**Task input:**

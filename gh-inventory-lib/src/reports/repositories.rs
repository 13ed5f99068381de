//! One row per repository, across every organization.

use super::{Inventory, OrgRepo, ReportKind, format_bool, format_date, optional, render, repositories_stage, text, top_level};
use crate::engine::{InventoryError, ReportSummary, Row, RunContext};
use crate::platform::{Collaborator, CustomProperty, Platform, Team};
use std::sync::Arc;

pub(super) const HEADER: &[&str] = &[
    "Organization",
    "Repository",
    "Visibility",
    "Archived",
    "Fork",
    "Default Branch",
    "Language",
    "Size (KB)",
    "Created",
    "Last Push",
    "Teams",
    "Collaborators",
    "Custom Properties",
];

struct RepoRecord {
    item: OrgRepo,
    teams: Option<Arc<Vec<Team>>>,
    collaborators: Option<Arc<Vec<Collaborator>>>,
    properties: Option<Vec<CustomProperty>>,
}

pub(super) async fn run<P: Platform>(inv: &Inventory<P>, ctx: &RunContext) -> Result<ReportSummary, InventoryError> {
    let kind = ReportKind::Repositories;
    let sink = inv.open_sink(kind)?;
    let pipeline = inv.pipeline(kind, ctx);
    let orgs = top_level(pipeline.context(), inv.organizations(pipeline.context().token())).await?;

    let repos = pipeline.flatten(repositories_stage(inv, &pipeline, &orgs));

    let process = {
        let inv = inv.clone();
        let cancel = pipeline.context().token().clone();
        move |item: OrgRepo| {
            let inv = inv.clone();
            let cancel = cancel.clone();
            async move {
                let key = item.to_string();
                let (org, repo) = (item.org.as_str(), item.repo.name.as_str());

                let teams = optional(inv.repo_teams(&cancel, org, repo).await, &key)?;
                let collaborators = optional(inv.repo_collaborators(&cancel, org, repo).await, &key)?;
                let properties = optional(inv.repo_custom_properties(&cancel, org, repo).await, &key)?;

                Ok::<_, InventoryError>(RepoRecord {
                    item,
                    teams,
                    collaborators,
                    properties,
                })
            }
        }
    };

    let results = pipeline.fan_out(repos, process);
    pipeline.drain_into(results, |record| vec![format(&record)], sink).await
}

fn format(record: &RepoRecord) -> Row {
    let repo = &record.item.repo;
    vec![
        record.item.org.clone(),
        repo.name.clone(),
        repo.visibility().to_string(),
        format_bool(repo.archived).to_string(),
        format_bool(repo.fork).to_string(),
        text(repo.default_branch.as_deref()),
        text(repo.language.as_deref()),
        repo.size.to_string(),
        format_date(repo.created_at),
        format_date(repo.pushed_at),
        render(record.teams.as_deref(), |teams| join(teams.iter().map(|t| t.slug.as_str()))),
        render(record.collaborators.as_deref(), |collaborators| {
            join(collaborators.iter().map(|c| c.login.as_str()))
        }),
        render(record.properties.as_ref(), |properties| format_properties(properties)),
    ]
}

fn format_properties(properties: &[CustomProperty]) -> String {
    properties
        .iter()
        .map(|p| match &p.value {
            Some(value) => format!("{}={value}", p.property_name),
            None => format!("{}=", p.property_name),
        })
        .collect::<Vec<_>>()
        .join("; ")
}

fn join<'a>(values: impl Iterator<Item = &'a str>) -> String {
    values.collect::<Vec<_>>().join("; ")
}

#[cfg(test)]
mod tests {
    use super::*;
    use crate::platform::{PropertyValue, Repository};

    fn repository() -> Repository {
        Repository {
            name: "widgets".into(),
            visibility: Some("internal".into()),
            private: true,
            archived: false,
            fork: true,
            default_branch: Some("main".into()),
            language: Some("Rust".into()),
            size: 2048,
            created_at: None,
            pushed_at: None,
        }
    }

    #[test]
    fn full_row() {
        let record = RepoRecord {
            item: OrgRepo {
                org: "acme".into(),
                repo: repository(),
            },
            teams: Some(Arc::new(vec![Team {
                name: "Core".into(),
                slug: "core".into(),
                privacy: None,
                permission: Some("push".into()),
                parent: None,
            }])),
            collaborators: None,
            properties: Some(vec![
                CustomProperty {
                    property_name: "tier".into(),
                    value: Some(PropertyValue::Single("gold".into())),
                },
                CustomProperty {
                    property_name: "tags".into(),
                    value: Some(PropertyValue::Multiple(vec!["a".into(), "b".into()])),
                },
            ]),
        };

        let row = format(&record);
        assert_eq!(row.len(), HEADER.len());
        assert_eq!(row[2], "internal");
        assert_eq!(row[4], "yes");
        assert_eq!(row[7], "2048");
        assert_eq!(row[10], "core");
        assert_eq!(row[11], "unavailable");
        assert_eq!(row[12], "tier=gold; tags=a|b");
    }

    #[test]
    fn empty_lists_are_blank_not_unavailable() {
        let record = RepoRecord {
            item: OrgRepo {
                org: "acme".into(),
                repo: repository(),
            },
            teams: Some(Arc::new(Vec::new())),
            collaborators: Some(Arc::new(Vec::new())),
            properties: Some(Vec::new()),
        };

        let row = format(&record);
        assert_eq!(&row[10..], ["", "", ""]);
    }
}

**Your instructions:**
For each line above that contains the word "tier", copy that line.

**Worked solution:**
                    property_name: "tier".into(),
        assert_eq!(row[12], "tier=gold; tags=a|b");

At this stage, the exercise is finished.